1.Convene a Board Meeting to:
a. Approve the reduction of share capital. b. Fix the date of the General meeting of the company to get approval of members.
2. Dispatch notice of General Meeting to all the shareholders at least 21 days before.
3. Pass a Special Resolution in General Meeting.
4. In case the Company has secured creditors, take NOC (No Objection Certificate) from them in writing.
5. Apply to NCLT by filing an application to confirm reduction in RSC-1.
6. NCLT shall within 15 days give notice to:
a. ROC and SEBI in form RSC – 2
b. Every creditor in form RSC – 3
7. Notice to be published in form RSC-4 in leading English and vernacular language newspaper and upload on company’s website.
8.Affidavit Filing in form RSC – 5.
9.Representations from ROC, SEBI and creditors received, if any shall be sent to NCLT which the NCLT shall further send to Company.
10.The Company shall send the representation or objections so received along with responses of the Company thereto within 7 days of expiry of the period up to which objections were sought.
11. Order confirming reduction by NCLT will be given in form RSC-6.

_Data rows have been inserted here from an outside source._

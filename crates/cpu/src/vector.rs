//! CPU vector backends: scalar reference, SIMD and thread pool
//!
//! All three share one contract and must agree with the scalar reference
//! within floating-point tolerance. KNN computes the full distance row per
//! query and keeps the `k` nearest by partial selection.

use crate::simd::{SimdKernels, SimdLevel};
use parking_lot::RwLock;
use rayon::prelude::*;
use std::sync::Arc;
use strata_accel_core::kernels::{self, select_k_nearest};
use strata_accel_core::validate::{self, BatchShape};
use strata_accel_core::{
    AccelError, AccelResult, BackendCapabilities, BackendState, BackendType, ComputeBackend,
    DistanceMetric, KnnResults, Lifecycle, VectorBackend,
};

/// Queries per task when filling a dense distance matrix.
pub const DISTANCE_GRAIN: usize = 16;

/// Queries per task for independent per-query KNN search.
pub const KNN_GRAIN: usize = 64;

fn logical_cpus() -> u32 {
    std::thread::available_parallelism()
        .map(|n| n.get() as u32)
        .unwrap_or(1)
}

/// Serial distance matrix using `kernel` for each cell.
fn distance_matrix<F>(queries: &[f32], vectors: &[f32], shape: BatchShape, kernel: F) -> Vec<f32>
where
    F: Fn(&[f32], &[f32]) -> f32,
{
    let mut out = vec![0.0f32; shape.matrix_len()];
    if out.is_empty() {
        return out;
    }
    for (row, query) in out
        .chunks_exact_mut(shape.num_vectors)
        .zip(queries.chunks_exact(shape.dim))
    {
        kernels::distance_row(query, vectors, shape.dim, row, &kernel);
    }
    out
}

/// Serial KNN: one distance row per query, then partial selection.
fn knn<F>(queries: &[f32], vectors: &[f32], shape: BatchShape, k: usize, kernel: F) -> KnnResults
where
    F: Fn(&[f32], &[f32]) -> f32,
{
    let mut row = vec![0.0f32; shape.num_vectors];
    queries
        .chunks_exact(shape.dim)
        .map(|query| {
            kernels::distance_row(query, vectors, shape.dim, &mut row, &kernel);
            select_k_nearest(&row, k)
        })
        .collect()
}

// ============================================================================
// Scalar
// ============================================================================

/// Scalar reference backend.
#[derive(Debug, Default)]
pub struct ScalarVectorBackend {
    lifecycle: Lifecycle,
}

impl ScalarVectorBackend {
    /// New, uninitialized backend
    pub fn new() -> Self {
        Self::default()
    }
}

impl ComputeBackend for ScalarVectorBackend {
    fn name(&self) -> &str {
        "cpu-scalar"
    }

    fn backend_type(&self) -> BackendType {
        BackendType::Cpu
    }

    fn is_available(&self) -> bool {
        true
    }

    fn capabilities(&self) -> BackendCapabilities {
        BackendCapabilities::vector("CPU (scalar)").with_device(0, 1)
    }

    fn initialize(&self) -> AccelResult<()> {
        self.lifecycle.initialize_with(|| Ok(()))
    }

    fn shutdown(&self) {
        self.lifecycle.shutdown_with(|| {});
    }

    fn state(&self) -> BackendState {
        self.lifecycle.state()
    }
}

impl VectorBackend for ScalarVectorBackend {
    fn compute_distances(
        &self,
        queries: &[f32],
        vectors: &[f32],
        dim: usize,
        metric: DistanceMetric,
    ) -> AccelResult<Vec<f32>> {
        self.lifecycle.ensure_initialized(self.name())?;
        let shape = validate::vector_batch(queries, vectors, dim)?;
        Ok(distance_matrix(queries, vectors, shape, |a, b| {
            kernels::distance(metric, a, b)
        }))
    }

    fn batch_knn_search(
        &self,
        queries: &[f32],
        vectors: &[f32],
        dim: usize,
        k: usize,
        metric: DistanceMetric,
    ) -> AccelResult<KnnResults> {
        self.lifecycle.ensure_initialized(self.name())?;
        let shape = validate::vector_batch(queries, vectors, dim)?;
        Ok(knn(queries, vectors, shape, k, |a, b| {
            kernels::distance(metric, a, b)
        }))
    }
}

// ============================================================================
// SIMD
// ============================================================================

/// Single-threaded backend using the widest SIMD kernels the CPU supports.
#[derive(Debug)]
pub struct SimdVectorBackend {
    lifecycle: Lifecycle,
    kernels: SimdKernels,
}

impl Default for SimdVectorBackend {
    fn default() -> Self {
        Self::new()
    }
}

impl SimdVectorBackend {
    /// Backend with runtime-detected kernels
    pub fn new() -> Self {
        Self::with_kernels(SimdKernels::detect())
    }

    /// Backend pinned to specific kernels
    pub fn with_kernels(kernels: SimdKernels) -> Self {
        Self {
            lifecycle: Lifecycle::new(),
            kernels,
        }
    }

    /// SIMD level in use
    pub fn level(&self) -> SimdLevel {
        self.kernels.level()
    }
}

impl ComputeBackend for SimdVectorBackend {
    fn name(&self) -> &str {
        "cpu-simd"
    }

    fn backend_type(&self) -> BackendType {
        BackendType::Cpu
    }

    fn is_available(&self) -> bool {
        true
    }

    fn capabilities(&self) -> BackendCapabilities {
        BackendCapabilities::vector(format!("CPU (SIMD {})", self.kernels.level())).with_device(0, 1)
    }

    fn initialize(&self) -> AccelResult<()> {
        self.lifecycle.initialize_with(|| {
            tracing::debug!(target: "strata::accel::cpu", level = %self.kernels.level(), "SIMD backend initialized");
            Ok(())
        })
    }

    fn shutdown(&self) {
        self.lifecycle.shutdown_with(|| {});
    }

    fn state(&self) -> BackendState {
        self.lifecycle.state()
    }
}

impl VectorBackend for SimdVectorBackend {
    fn compute_distances(
        &self,
        queries: &[f32],
        vectors: &[f32],
        dim: usize,
        metric: DistanceMetric,
    ) -> AccelResult<Vec<f32>> {
        self.lifecycle.ensure_initialized(self.name())?;
        let shape = validate::vector_batch(queries, vectors, dim)?;
        let simd = self.kernels;
        Ok(distance_matrix(queries, vectors, shape, |a, b| simd.distance(metric, a, b)))
    }

    fn batch_knn_search(
        &self,
        queries: &[f32],
        vectors: &[f32],
        dim: usize,
        k: usize,
        metric: DistanceMetric,
    ) -> AccelResult<KnnResults> {
        self.lifecycle.ensure_initialized(self.name())?;
        let shape = validate::vector_batch(queries, vectors, dim)?;
        let simd = self.kernels;
        Ok(knn(queries, vectors, shape, k, |a, b| simd.distance(metric, a, b)))
    }
}

// ============================================================================
// Thread pool
// ============================================================================

/// Mutable settings of [`ParallelVectorBackend`].
#[derive(Debug, Clone, Copy, PartialEq, Eq)]
pub struct ParallelSettings {
    /// Worker threads; 0 means one per logical CPU
    pub threads: usize,
    /// Use SIMD kernels inside each task
    pub simd: bool,
}

impl Default for ParallelSettings {
    fn default() -> Self {
        Self {
            threads: 0,
            simd: true,
        }
    }
}

/// Thread-pool backend: rayon fan-out over queries, SIMD kernels per task.
///
/// The pool is built by `initialize()`. Changing the thread count on an
/// initialized backend rebuilds the pool under the write lock, so in-flight
/// batches finish on the old pool.
pub struct ParallelVectorBackend {
    lifecycle: Lifecycle,
    settings: RwLock<ParallelSettings>,
    pool: RwLock<Option<Arc<rayon::ThreadPool>>>,
}

impl std::fmt::Debug for ParallelVectorBackend {
    fn fmt(&self, f: &mut std::fmt::Formatter<'_>) -> std::fmt::Result {
        f.debug_struct("ParallelVectorBackend")
            .field("state", &self.lifecycle.state())
            .field("settings", &*self.settings.read())
            .finish()
    }
}

impl Default for ParallelVectorBackend {
    fn default() -> Self {
        Self::new(ParallelSettings::default())
    }
}

impl ParallelVectorBackend {
    /// New, uninitialized backend
    pub fn new(settings: ParallelSettings) -> Self {
        Self {
            lifecycle: Lifecycle::new(),
            settings: RwLock::new(settings),
            pool: RwLock::new(None),
        }
    }

    /// Current settings
    pub fn settings(&self) -> ParallelSettings {
        *self.settings.read()
    }

    /// Change the worker count; rebuilds the pool when initialized.
    pub fn set_thread_count(&self, threads: usize) -> AccelResult<()> {
        self.settings.write().threads = threads;
        if self.lifecycle.is_initialized() {
            let pool = self.build_pool()?;
            *self.pool.write() = Some(pool);
        }
        Ok(())
    }

    /// Toggle SIMD kernels inside tasks.
    pub fn set_simd_enabled(&self, simd: bool) {
        self.settings.write().simd = simd;
    }

    /// Worker threads of the live pool, or the configured count
    pub fn thread_count(&self) -> usize {
        match self.pool.read().as_ref() {
            Some(pool) => pool.current_num_threads(),
            None => self.resolved_threads(),
        }
    }

    fn resolved_threads(&self) -> usize {
        match self.settings.read().threads {
            0 => logical_cpus() as usize,
            n => n,
        }
    }

    fn kernels(&self) -> SimdKernels {
        if self.settings.read().simd {
            SimdKernels::detect()
        } else {
            SimdKernels::scalar()
        }
    }

    fn build_pool(&self) -> AccelResult<Arc<rayon::ThreadPool>> {
        let threads = self.resolved_threads();
        let pool = rayon::ThreadPoolBuilder::new()
            .num_threads(threads)
            .thread_name(|i| format!("strata-accel-{}", i))
            .build()
            .map_err(|e| AccelError::device("cpu-parallel", e.to_string()))?;
        Ok(Arc::new(pool))
    }

    fn live_pool(&self) -> AccelResult<Arc<rayon::ThreadPool>> {
        self.pool
            .read()
            .clone()
            .ok_or_else(|| AccelError::not_initialized(self.name()))
    }
}

impl ComputeBackend for ParallelVectorBackend {
    fn name(&self) -> &str {
        "cpu-parallel"
    }

    fn backend_type(&self) -> BackendType {
        BackendType::Cpu
    }

    fn is_available(&self) -> bool {
        true
    }

    fn capabilities(&self) -> BackendCapabilities {
        BackendCapabilities::vector(format!(
            "CPU ({} threads, {})",
            self.thread_count(),
            self.kernels().level()
        ))
        .with_device(0, logical_cpus())
    }

    fn initialize(&self) -> AccelResult<()> {
        self.lifecycle.initialize_with(|| {
            let pool = self.build_pool()?;
            tracing::info!(
                target: "strata::accel::cpu",
                threads = pool.current_num_threads(),
                simd = %self.kernels().level(),
                "CPU thread pool initialized"
            );
            *self.pool.write() = Some(pool);
            Ok(())
        })
    }

    fn shutdown(&self) {
        self.lifecycle.shutdown_with(|| {
            self.pool.write().take();
        });
    }

    fn state(&self) -> BackendState {
        self.lifecycle.state()
    }
}

impl VectorBackend for ParallelVectorBackend {
    fn compute_distances(
        &self,
        queries: &[f32],
        vectors: &[f32],
        dim: usize,
        metric: DistanceMetric,
    ) -> AccelResult<Vec<f32>> {
        let pool = self.live_pool()?;
        let shape = validate::vector_batch(queries, vectors, dim)?;
        let mut out = vec![0.0f32; shape.matrix_len()];
        if out.is_empty() {
            return Ok(out);
        }
        let simd = self.kernels();
        pool.install(|| {
            out.par_chunks_mut(shape.num_vectors)
                .zip(queries.par_chunks(dim))
                .with_min_len(DISTANCE_GRAIN)
                .for_each(|(row, query)| {
                    kernels::distance_row(query, vectors, dim, row, |a, b| {
                        simd.distance(metric, a, b)
                    });
                });
        });
        Ok(out)
    }

    fn batch_knn_search(
        &self,
        queries: &[f32],
        vectors: &[f32],
        dim: usize,
        k: usize,
        metric: DistanceMetric,
    ) -> AccelResult<KnnResults> {
        let pool = self.live_pool()?;
        let shape = validate::vector_batch(queries, vectors, dim)?;
        let simd = self.kernels();
        let results: KnnResults = pool.install(|| {
            queries
                .par_chunks(dim)
                .with_min_len(KNN_GRAIN)
                .map_init(
                    || vec![0.0f32; shape.num_vectors],
                    |row, query| {
                        kernels::distance_row(query, vectors, dim, row, |a, b| {
                            simd.distance(metric, a, b)
                        });
                        select_k_nearest(row, k)
                    },
                )
                .collect()
        });
        Ok(results)
    }
}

12. Reporting of the certified copy of order received by NCLT to ROC in form INC –
13. Certificate by ROC in form RSC – 7.
Conclusion:
Thus, Reduction of Share Capital is a tedious procedure as it also includes the approval of NCLT. This procedure is often resorted by the Companies for various reasons like internal restructuring of the Company, for altering the Capital structure of the Company, to eliminate the losses of the Company, to rectify the negative position of the Company etc., and is thus a beneficial method of significant improvement for a Company.